If we want to make extrapolations from human behavior, to future AI system behavior, it also just does seem very important that violent, manipulative, and otherwise power-granting behaviors often received positive reinforcement in human evolutionary history. If I remember correctly: High-end estimates of historical rates of violent death imply that the average person who passed on their genes may have, on average, committed something like .25 murders. One book on the evolution of general intelligence, David Geary’s Origin of Mind, describes human evolutionary history as “primarily a struggle with other human beings for control of the resources that support life and allow one to reproduce” -- which makes it natural to conceptualize a large portion of human behavior “in terms of an evolved motivation to control” (pg. 3). The selection pressures associated with the development and propagation of ML systems, for use by humans, just seem to be very different. Unlike in human evolutionary history, horrifying power-granting actions (like opportunistic murder) would virtually never be positively reinforced. Likewise, unlike in human evolutionary history, power-ceding actions (like allowing a particular person to kill/deactive you) could fairly regularly be positively reinforcement for AI systems.

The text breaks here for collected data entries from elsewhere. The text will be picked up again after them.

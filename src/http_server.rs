pub mod error_response;
pub mod handlers;
pub mod shutdown;

pub use error_response::ErrorResponse;
pub use shutdown::RequestTracker;

use crate::config::ServerConfig;
use crate::db::DbPool;
use crate::health::HealthService;
use crate::{BusinessError, Result};
use axum::{
    Router, middleware,
    routing::{get, post},
};
use std::future::Future;
use std::net::SocketAddr;
use std::time::Duration;
use tokio::net::TcpListener;
use tokio::signal;
use tower::ServiceBuilder;
use tower_http::{
    cors::{Any, CorsLayer},
    trace::TraceLayer,
};
use tracing::{error, info, warn};

/// Shared per-process state handed to every handler
#[derive(Clone)]
pub struct AppState {
    pub pool: DbPool,
    pub health: HealthService,
    pub tracker: RequestTracker,
}

impl AppState {
    pub fn new(pool: DbPool) -> Self {
        Self {
            health: HealthService::new(pool.clone()),
            pool,
            tracker: RequestTracker::new(),
        }
    }
}

/// The routing table, without middleware or state
pub fn routes() -> Router<AppState> {
    Router::new()
        .route("/", get(handlers::root))
        .route("/dashboard", get(handlers::dashboard))
        .route("/employees", get(handlers::list_employees).post(handlers::create_employee))
        .route("/roster/shifts", post(handlers::create_shift))
        .route("/roster/week", get(handlers::roster_week))
        .route("/roster/generate", post(handlers::generate_roster))
        .route("/payroll/calc", post(handlers::payroll_calc))
        .route("/taxsuper/rules", get(handlers::get_rules).post(handlers::update_rules))
        .route("/cashflow/tx", post(handlers::create_transaction))
        .route("/cashflow/summary", get(handlers::cashflow_summary))
        .route("/health", get(handlers::health))
        .route("/status", get(handlers::status))
}

/// Attach the 404 fallback, request tracking, tracing and CORS to `router`
pub fn with_layers(router: Router<AppState>, state: AppState) -> Router {
    let cors = CorsLayer::new()
        .allow_origin(Any)
        .allow_methods(Any)
        .allow_headers(Any);

    let stack = ServiceBuilder::new()
        .layer(TraceLayer::new_for_http())
        .layer(cors);

    router
        .fallback(handlers::not_found)
        .layer(middleware::from_fn_with_state(
            state.tracker.clone(),
            shutdown::track_request,
        ))
        .layer(stack)
        .with_state(state)
}

pub fn build_router(state: AppState) -> Router {
    with_layers(routes(), state)
}

/// Serve `app` until `shutdown` resolves, then stop accepting, give
/// in-flight requests `grace` to finish and cancel whatever is left.
pub async fn run<F>(
    listener: TcpListener,
    app: Router,
    tracker: RequestTracker,
    shutdown: F,
    grace: Duration,
) -> Result<()>
where
    F: Future<Output = ()> + Send + 'static,
{
    let drain = {
        let tracker = tracker.clone();
        async move {
            shutdown.await;
            info!("Shutdown requested, no longer accepting connections");
            // Runs beside the server so the deadline holds while axum waits
            // for open connections to finish
            tokio::spawn(async move {
                tracker.drain(grace).await;
            });
        }
    };

    axum::serve(listener, app)
        .with_graceful_shutdown(drain)
        .await
        .map_err(BusinessError::Io)?;

    info!("HTTP server stopped with {} requests in flight", tracker.in_flight());
    Ok(())
}

/// Bind the configured address, serve until SIGINT or SIGTERM, then close
/// the pool
pub async fn start_server(config: &ServerConfig, state: AppState) -> Result<()> {
    let addr: SocketAddr = format!("{}:{}", config.host, config.port)
        .parse()
        .map_err(|e| BusinessError::Configuration(format!("invalid bind address: {}", e)))?;

    let listener = TcpListener::bind(addr).await?;
    info!("Starting Business Manager API on http://{}", addr);

    let app = build_router(state.clone());
    run(listener, app, state.tracker.clone(), shutdown_signal(), config.shutdown_grace()).await?;

    if let Err(e) = state.pool.close(config.shutdown_grace()).await {
        warn!("Connection pool did not drain cleanly: {}", e);
    }
    info!("Server shutdown complete");
    Ok(())
}

/// Resolves on Ctrl+C or SIGTERM
pub async fn shutdown_signal() {
    let ctrl_c = async {
        if let Err(e) = signal::ctrl_c().await {
            error!("Failed to install Ctrl+C handler: {}", e);
            std::future::pending::<()>().await;
        }
    };

    #[cfg(unix)]
    let terminate = async {
        match signal::unix::signal(signal::unix::SignalKind::terminate()) {
            Ok(mut sigterm) => {
                sigterm.recv().await;
            }
            Err(e) => {
                error!("Failed to install SIGTERM handler: {}", e);
                std::future::pending::<()>().await;
            }
        }
    };

    #[cfg(not(unix))]
    let terminate = std::future::pending::<()>();

    tokio::select! {
        _ = ctrl_c => {
            warn!("Received Ctrl+C, initiating graceful shutdown...");
        }
        _ = terminate => {
            warn!("Received SIGTERM, initiating graceful shutdown...");
        }
    }
}
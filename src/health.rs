//! Health check and monitoring module
//!
//! `/health` answers load balancers with a plain `OK`; `/status` reports the
//! database round-trip and connection pool occupancy.

use crate::db::{DbPool, PoolStats, settle};
use crate::{BusinessError, Result};
use serde::{Deserialize, Serialize};
use sqlx::Connection;
use std::time::{Duration, Instant, SystemTime, UNIX_EPOCH};
use tracing::{debug, instrument, warn};

/// Round-trips slower than this mark the database degraded
const SLOW_PING: Duration = Duration::from_secs(1);

/// Overall health status of the service
#[derive(Debug, Clone, Copy, PartialEq, Serialize, Deserialize)]
#[serde(rename_all = "lowercase")]
pub enum HealthStatus {
    Healthy,
    /// Reachable, but slow or close to running out of connections
    Degraded,
    Unhealthy,
}

/// Connection pool occupancy
#[derive(Debug, Clone, Serialize, Deserialize)]
pub struct ConnectionPoolHealth {
    pub size: u32,
    pub active: u32,
    pub idle: u32,
    pub waiting: u32,
    pub max: u32,
    pub utilization_percent: f64,
    pub total_created: u64,
    pub total_discarded: u64,
    pub total_timeouts: u64,
}

impl From<PoolStats> for ConnectionPoolHealth {
    fn from(stats: PoolStats) -> Self {
        Self {
            utilization_percent: stats.utilization_percent(),
            size: stats.size,
            active: stats.active,
            idle: stats.idle,
            waiting: stats.waiting,
            max: stats.max_size,
            total_created: stats.total_created,
            total_discarded: stats.total_discarded,
            total_timeouts: stats.total_timeouts,
        }
    }
}

#[derive(Debug, Clone, Serialize, Deserialize)]
pub struct DatabaseHealth {
    pub status: HealthStatus,
    pub latency_ms: u64,
    pub connection_pool: ConnectionPoolHealth,
    pub message: Option<String>,
}

/// Comprehensive service status response
#[derive(Debug, Clone, Serialize, Deserialize)]
pub struct ServiceStatus {
    pub status: HealthStatus,
    pub version: String,
    pub uptime_seconds: u64,
    pub database: DatabaseHealth,
    pub timestamp: u64, // Unix timestamp
}

fn unix_now() -> u64 {
    SystemTime::now()
        .duration_since(UNIX_EPOCH)
        .unwrap_or(Duration::ZERO)
        .as_secs()
}

/// Checks the database by borrowing a pooled connection and pinging it
#[derive(Clone)]
pub struct DatabaseHealthChecker {
    pool: DbPool,
}

impl DatabaseHealthChecker {
    pub fn new(pool: DbPool) -> Self {
        Self { pool }
    }

    async fn ping(&self) -> Result<()> {
        let mut conn = self.pool.acquire().await?;
        let result = conn.session().ping().await;
        settle(&mut conn, result)
    }

    #[instrument(skip(self))]
    pub async fn check_detailed_health(&self) -> DatabaseHealth {
        let start = Instant::now();
        let ping = self.ping().await;
        let latency = start.elapsed();
        let stats = self.pool.stats();

        let (status, message) = match ping {
            Ok(()) if latency > SLOW_PING => {
                (HealthStatus::Degraded, Some("High latency".to_string()))
            }
            Ok(()) if stats.utilization_percent() > 80.0 || stats.waiting > 0 => (
                HealthStatus::Degraded,
                Some("High connection pool utilization".to_string()),
            ),
            Ok(()) => (HealthStatus::Healthy, None),
            Err(e) => {
                warn!("Database health check failed: {}", e);
                (HealthStatus::Unhealthy, Some(format!("Connection failed: {}", e)))
            }
        };

        DatabaseHealth {
            status,
            latency_ms: latency.as_millis() as u64,
            connection_pool: stats.into(),
            message,
        }
    }
}

/// Main health service that coordinates all health checks
#[derive(Clone)]
pub struct HealthService {
    database: DatabaseHealthChecker,
    start_time: Instant,
}

impl HealthService {
    pub fn new(pool: DbPool) -> Self {
        Self {
            database: DatabaseHealthChecker::new(pool),
            start_time: Instant::now(),
        }
    }

    /// Fast check for load balancers: can we borrow a connection and ping it
    #[instrument(skip(self))]
    pub async fn check_health(&self) -> Result<String> {
        match self.database.ping().await {
            Ok(()) => {
                debug!("Health check passed");
                Ok("OK".to_string())
            }
            Err(e) if e.is_retryable() => Err(e),
            Err(e) => {
                warn!("Health check failed: {}", e);
                Err(BusinessError::Unavailable("database ping failed".to_string()))
            }
        }
    }

    #[instrument(skip(self))]
    pub async fn detailed_status(&self) -> ServiceStatus {
        let database = self.database.check_detailed_health().await;

        ServiceStatus {
            status: database.status,
            version: env!("CARGO_PKG_VERSION").to_string(),
            uptime_seconds: self.start_time.elapsed().as_secs(),
            database,
            timestamp: unix_now(),
        }
    }
}
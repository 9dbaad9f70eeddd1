//! Route handlers
//!
//! Each handler borrows one pooled connection for the whole request and
//! hands it back when the handle drops at the end of the function.

use super::AppState;
use crate::api_models::{
    CashflowSummary, DashboardSummary, EmployeeIn, GenerateRosterResponse, PayrollLine,
    PayrollRequest, RosterWeekQuery, RuleUpdate, ServiceInfo, ShiftIn, TransactionIn,
};
use crate::health::ServiceStatus;
use crate::models::{Employee, Shift, TaxSuperRule, Transaction};
use crate::{BusinessError, Result, cashflow, payroll, store};
use axum::{
    Json,
    extract::{Query, State, rejection::JsonRejection, rejection::QueryRejection},
    http::Uri,
};
use tracing::info;

const SERVICE_NAME: &str = "Business Manager API";

/// Unwrap a JSON body, turning axum's rejection into a 400
fn payload<T>(body: std::result::Result<Json<T>, JsonRejection>) -> Result<T> {
    body.map(|Json(value)| value)
        .map_err(|rejection| BusinessError::BadRequest(rejection.body_text()))
}

pub async fn root() -> Json<ServiceInfo> {
    Json(ServiceInfo {
        ok: true,
        service: SERVICE_NAME.to_string(),
    })
}

pub async fn dashboard(State(state): State<AppState>) -> Result<Json<DashboardSummary>> {
    let mut conn = state.pool.acquire().await?;
    let employees = store::count_employees(&mut conn).await?;
    let transactions = store::list_transactions(&mut conn).await?;
    Ok(Json(cashflow::dashboard(employees, &transactions)))
}

pub async fn create_employee(
    State(state): State<AppState>,
    body: std::result::Result<Json<EmployeeIn>, JsonRejection>,
) -> Result<Json<Employee>> {
    let employee = payload(body)?.normalized();
    let mut conn = state.pool.acquire().await?;
    Ok(Json(store::insert_employee(&mut conn, &employee).await?))
}

pub async fn list_employees(State(state): State<AppState>) -> Result<Json<Vec<Employee>>> {
    let mut conn = state.pool.acquire().await?;
    Ok(Json(store::list_employees(&mut conn).await?))
}

pub async fn create_shift(
    State(state): State<AppState>,
    body: std::result::Result<Json<ShiftIn>, JsonRejection>,
) -> Result<Json<Shift>> {
    let shift = payload(body)?;
    shift.validate()?;
    let mut conn = state.pool.acquire().await?;
    Ok(Json(store::insert_shift(&mut conn, &shift).await?))
}

/// Shifts in `[start, end]`, or every shift when no end is given
pub async fn roster_week(
    State(state): State<AppState>,
    query: std::result::Result<Query<RosterWeekQuery>, QueryRejection>,
) -> Result<Json<Vec<Shift>>> {
    let Query(query) = query.map_err(|rejection| BusinessError::BadRequest(rejection.body_text()))?;

    let shifts = {
        let mut conn = state.pool.acquire().await?;
        store::list_shifts(&mut conn).await?
    };

    match query.end.as_deref() {
        Some(end) if !end.is_empty() => {
            let selected = payroll::shifts_in_period(&shifts, &query.start, end)?;
            Ok(Json(selected.into_iter().cloned().collect()))
        }
        _ => Ok(Json(shifts)),
    }
}

/// Assign open shifts to the cheapest matching employee and cost the roster
pub async fn generate_roster(
    State(state): State<AppState>,
) -> Result<Json<GenerateRosterResponse>> {
    let mut conn = state.pool.acquire().await?;

    let employees = store::list_employees(&mut conn).await?;
    let shifts = store::list_shifts(&mut conn).await?;
    let assignments = payroll::assign_cheapest(&shifts, &employees);
    if !assignments.is_empty() {
        store::assign_shifts(&mut conn, &assignments).await?;
    }

    let shifts = store::list_shifts(&mut conn).await?;
    let rules = store::load_rules(&mut conn).await?;
    drop(conn);

    let totals = payroll::roster_totals(&shifts, &employees, &rules)?;
    info!("Generated roster with {} new assignments", assignments.len());
    Ok(Json(GenerateRosterResponse {
        status: "ok".to_string(),
        totals,
    }))
}

pub async fn payroll_calc(
    State(state): State<AppState>,
    body: std::result::Result<Json<PayrollRequest>, JsonRejection>,
) -> Result<Json<Vec<PayrollLine>>> {
    let request = payload(body)?;

    let (rules, shifts, employees) = {
        let mut conn = state.pool.acquire().await?;
        let rules = store::load_rules(&mut conn).await?;
        let shifts = store::list_shifts(&mut conn).await?;
        let employees = store::list_employees(&mut conn).await?;
        (rules, shifts, employees)
    };

    let lines = payroll::payroll_lines(
        &shifts,
        &employees,
        &rules,
        &request.period_start,
        &request.period_end,
        request.default_pay_method,
    )?;
    Ok(Json(lines))
}

pub async fn get_rules(State(state): State<AppState>) -> Result<Json<TaxSuperRule>> {
    let mut conn = state.pool.acquire().await?;
    Ok(Json(store::load_rules(&mut conn).await?))
}

pub async fn update_rules(
    State(state): State<AppState>,
    body: std::result::Result<Json<RuleUpdate>, JsonRejection>,
) -> Result<Json<TaxSuperRule>> {
    let update = payload(body)?;
    let mut conn = state.pool.acquire().await?;
    Ok(Json(store::update_rules(&mut conn, &update).await?))
}

pub async fn create_transaction(
    State(state): State<AppState>,
    body: std::result::Result<Json<TransactionIn>, JsonRejection>,
) -> Result<Json<Transaction>> {
    let tx = payload(body)?;
    let mut conn = state.pool.acquire().await?;
    Ok(Json(store::insert_transaction(&mut conn, &tx).await?))
}

pub async fn cashflow_summary(State(state): State<AppState>) -> Result<Json<CashflowSummary>> {
    let transactions = {
        let mut conn = state.pool.acquire().await?;
        store::list_transactions(&mut conn).await?
    };
    Ok(Json(cashflow::summary(&transactions)))
}

pub async fn health(State(state): State<AppState>) -> Result<String> {
    state.health.check_health().await
}

pub async fn status(State(state): State<AppState>) -> Json<ServiceStatus> {
    Json(state.health.detailed_status().await)
}

pub async fn not_found(uri: Uri) -> BusinessError {
    BusinessError::NotFound(format!("no route for {}", uri.path()))
}
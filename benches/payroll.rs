use business_manager::models::Busyness;
use business_manager::payroll::{assign_cheapest, payroll_lines, roster_totals};
use business_manager::{Employee, EmploymentType, PayMethod, Shift, TaxSuperRule};
use criterion::{BenchmarkId, Criterion, black_box, criterion_group, criterion_main};

const ROLES: [&str; 3] = ["barista", "cook", "floor"];

fn generate_staff(count: usize) -> Vec<Employee> {
    (0..count)
        .map(|i| Employee {
            id: i as i64 + 1,
            name: format!("Staff {}", i),
            email: None,
            employment_type: match i % 3 {
                0 => EmploymentType::Tfn,
                1 => EmploymentType::Abn,
                _ => EmploymentType::IntStudent,
            },
            tfn: None,
            abn: None,
            hourly_rate: 24.0 + (i % 7) as f64 * 1.5,
            role: Some(ROLES[i % ROLES.len()].to_string()),
            max_hours_week: None,
            pay_preference: if i % 4 == 0 { PayMethod::Cash } else { PayMethod::Bank },
        })
        .collect()
}

/// A fortnight of shifts spread over `staff` employees; every fifth one open
fn generate_shifts(count: usize, staff: usize) -> Vec<Shift> {
    (0..count)
        .map(|i| Shift {
            id: i as i64 + 1,
            employee_id: (i % 5 != 0).then(|| (i % staff) as i64 + 1),
            day: format!("2025-01-{:02}", 6 + i % 14),
            start: format!("{:02}:00", 6 + i % 8),
            end: format!("{:02}:30", 12 + i % 10),
            role: Some(ROLES[i % ROLES.len()].to_string()),
            expected_busyness: Busyness::Med,
            max_shift_hours: None,
        })
        .collect()
}

fn bench_payroll_lines(c: &mut Criterion) {
    let rules = TaxSuperRule::default();
    let mut group = c.benchmark_group("payroll_lines");

    for shift_count in [100, 1_000, 10_000].iter() {
        let staff = generate_staff(50);
        let shifts = generate_shifts(*shift_count, staff.len());

        group.bench_with_input(BenchmarkId::new("week", shift_count), shift_count, |b, _| {
            b.iter(|| {
                payroll_lines(
                    black_box(&shifts),
                    black_box(&staff),
                    &rules,
                    "2025-01-06",
                    "2025-01-12",
                    PayMethod::Bank,
                )
            })
        });
    }

    group.finish();
}

fn bench_roster(c: &mut Criterion) {
    let rules = TaxSuperRule::default();
    let staff = generate_staff(50);
    let shifts = generate_shifts(2_000, staff.len());
    let mut group = c.benchmark_group("roster");

    group.bench_function("assign_cheapest", |b| {
        b.iter(|| assign_cheapest(black_box(&shifts), black_box(&staff)))
    });

    group.bench_function("roster_totals", |b| {
        b.iter(|| roster_totals(black_box(&shifts), black_box(&staff), &rules))
    });

    group.finish();
}

criterion_group!(benches, bench_payroll_lines, bench_roster);
criterion_main!(benches);
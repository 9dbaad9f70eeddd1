use serde::{Deserialize, Serialize};
use sqlx::FromRow;

#[derive(Serialize, Deserialize, Debug, Clone, Copy, PartialEq, Eq, Default, sqlx::Type)]
#[serde(rename_all = "SCREAMING_SNAKE_CASE")]
#[sqlx(rename_all = "SCREAMING_SNAKE_CASE")]
pub enum EmploymentType {
    #[default]
    Tfn,        // Employee paid through payroll with a tax file number
    Abn,        // Contractor invoicing under an ABN
    IntStudent, // International student on a capped visa
}

#[derive(Serialize, Deserialize, Debug, Clone, Copy, PartialEq, Eq, Default, sqlx::Type)]
#[serde(rename_all = "lowercase")]
#[sqlx(rename_all = "lowercase")]
pub enum PayMethod {
    #[default]
    Bank,
    Cash,
}

#[derive(Serialize, Deserialize, Debug, Clone, Copy, PartialEq, Eq, Default, sqlx::Type)]
#[serde(rename_all = "lowercase")]
#[sqlx(rename_all = "lowercase")]
pub enum Busyness {
    Low,
    #[default]
    Med,
    High,
}

#[derive(Serialize, Deserialize, Debug, Clone, Copy, PartialEq, Eq, sqlx::Type)]
#[serde(rename_all = "lowercase")]
#[sqlx(rename_all = "lowercase")]
pub enum TransactionType {
    Income,
    Expense,
}

#[derive(Serialize, Deserialize, Debug, Clone, PartialEq, FromRow)]
pub struct Employee {
    pub id: i64,
    pub name: String,
    pub email: Option<String>,
    pub employment_type: EmploymentType,
    pub tfn: Option<String>,
    pub abn: Option<String>,
    pub hourly_rate: f64,
    pub role: Option<String>,
    pub max_hours_week: Option<f64>,
    pub pay_preference: PayMethod,
}

/// A rostered shift; `employee_id` stays empty until someone is assigned
#[derive(Serialize, Deserialize, Debug, Clone, PartialEq, FromRow)]
pub struct Shift {
    pub id: i64,
    pub employee_id: Option<i64>,
    /// YYYY-MM-DD
    pub day: String,
    /// HH:MM
    #[sqlx(rename = "start_time")]
    pub start: String,
    /// HH:MM, earlier than `start` for shifts that run past midnight
    #[sqlx(rename = "end_time")]
    pub end: String,
    pub role: Option<String>,
    pub expected_busyness: Busyness,
    pub max_shift_hours: Option<f64>,
}

#[derive(Serialize, Deserialize, Debug, Clone, PartialEq, FromRow)]
pub struct Transaction {
    pub id: i64,
    pub date: String,
    #[serde(rename = "type")]
    pub kind: TransactionType,
    pub method: PayMethod,
    pub category: Option<String>,
    pub amount: f64,
}

/// Withholding brackets and superannuation rate. One row, seeded at startup.
#[derive(Serialize, Deserialize, Debug, Clone, PartialEq, FromRow)]
pub struct TaxSuperRule {
    pub id: i64,
    pub super_rate: f64,
    pub int_student_weekly_cap: f64,
    pub bracket1_max: f64,
    pub bracket1_rate: f64,
    pub bracket2_max: f64,
    pub bracket2_base: f64,
    pub bracket2_rate: f64,
    pub bracket3_base: f64,
    pub bracket3_rate: f64,
    pub abn_withholding_rate: f64,
}

impl Default for TaxSuperRule {
    fn default() -> Self {
        Self {
            id: 1,
            super_rate: 0.115,
            int_student_weekly_cap: 24.0,
            bracket1_max: 500.0,
            bracket1_rate: 0.05,
            bracket2_max: 1000.0,
            bracket2_base: 25.0,
            bracket2_rate: 0.15,
            bracket3_base: 100.0,
            bracket3_rate: 0.25,
            abn_withholding_rate: 0.0,
        }
    }
}
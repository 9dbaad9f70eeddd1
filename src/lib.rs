pub mod api_models;
pub mod cashflow;
pub mod config;
pub mod db;
pub mod error;
pub mod health;
pub mod http_server;
pub mod logging;
pub mod models;
pub mod payroll;
pub mod store;

pub use config::Config;
pub use error::{BusinessError, Result};
pub use models::{
    Employee, EmploymentType, PayMethod, Shift, TaxSuperRule, Transaction, TransactionType,
};
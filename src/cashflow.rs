//! Cash-flow bookkeeping summaries

use crate::api_models::{CashflowSummary, DashboardSummary};
use crate::models::{PayMethod, Transaction, TransactionType};
use crate::payroll::round2;

const WAGES_CATEGORY: &str = "wages";

#[derive(Debug, Default)]
struct Ledger {
    income: f64,
    expense: f64,
    cash: f64,
    bank: f64,
    wages: f64,
}

impl Ledger {
    /// `cash` and `bank` total money moved through each method, in either
    /// direction
    fn tally(transactions: &[Transaction]) -> Self {
        let mut ledger = Ledger::default();
        for tx in transactions {
            match tx.kind {
                TransactionType::Income => ledger.income += tx.amount,
                TransactionType::Expense => ledger.expense += tx.amount,
            }
            match tx.method {
                PayMethod::Cash => ledger.cash += tx.amount,
                PayMethod::Bank => ledger.bank += tx.amount,
            }
            if tx
                .category
                .as_deref()
                .is_some_and(|category| category.eq_ignore_ascii_case(WAGES_CATEGORY))
            {
                ledger.wages += tx.amount;
            }
        }
        ledger
    }
}

pub fn dashboard(employee_count: usize, transactions: &[Transaction]) -> DashboardSummary {
    let ledger = Ledger::tally(transactions);
    DashboardSummary {
        employees: employee_count,
        income: round2(ledger.income),
        expense: round2(ledger.expense),
        profit_est: round2(ledger.income - ledger.expense),
        cash: round2(ledger.cash),
        bank: round2(ledger.bank),
    }
}

/// Totals plus wages as a percentage of income (zero with no income)
pub fn summary(transactions: &[Transaction]) -> CashflowSummary {
    let ledger = Ledger::tally(transactions);
    let wages_pct = if ledger.income > 0.0 {
        ledger.wages / ledger.income * 100.0
    } else {
        0.0
    };
    CashflowSummary {
        income: round2(ledger.income),
        expense: round2(ledger.expense),
        profit_est: round2(ledger.income - ledger.expense),
        cash: round2(ledger.cash),
        bank: round2(ledger.bank),
        wages_pct_of_income: round2(wages_pct),
    }
}

#[cfg(test)]
mod tests {
    use super::*;

    fn tx(
        kind: TransactionType,
        method: PayMethod,
        category: Option<&str>,
        amount: f64,
    ) -> Transaction {
        Transaction {
            id: 0,
            date: "2024-07-01".to_string(),
            kind,
            method,
            category: category.map(str::to_string),
            amount,
        }
    }

    fn sample() -> Vec<Transaction> {
        vec![
            tx(TransactionType::Income, PayMethod::Bank, Some("sales"), 1000.0),
            tx(TransactionType::Income, PayMethod::Cash, None, 200.0),
            tx(TransactionType::Expense, PayMethod::Bank, Some("Wages"), 300.0),
            tx(TransactionType::Expense, PayMethod::Cash, Some("stock"), 50.5),
        ]
    }

    #[test]
    fn test_dashboard_totals() {
        let summary = dashboard(3, &sample());
        assert_eq!(summary.employees, 3);
        assert_eq!(summary.income, 1200.0);
        assert_eq!(summary.expense, 350.5);
        assert_eq!(summary.profit_est, 849.5);
        assert_eq!(summary.cash, 250.5);
        assert_eq!(summary.bank, 1300.0);
    }

    #[test]
    fn test_wages_share_is_case_insensitive() {
        let result = summary(&sample());
        assert_eq!(result.wages_pct_of_income, 25.0);
    }

    #[test]
    fn test_no_income_means_zero_wage_share() {
        let result = summary(&[tx(TransactionType::Expense, PayMethod::Bank, Some("wages"), 80.0)]);
        assert_eq!(result.wages_pct_of_income, 0.0);
        assert_eq!(result.profit_est, -80.0);
    }

    #[test]
    fn test_empty_ledger() {
        let summary = dashboard(0, &[]);
        assert_eq!(summary.income, 0.0);
        assert_eq!(summary.bank, 0.0);
    }
}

Therefore, I’m not inclined to update much on the report’s observation that humans display power-seeking behavior that is “quite compatible with the instrumental convergence hypothesis.” Although the report does mention this objection, I don’t think it’s given nearly enough weight. Regardless of whether or not the report’s key arguments are correct, it would be strange and confusing if humans consistently refrained from aggressive power-seeking behavior.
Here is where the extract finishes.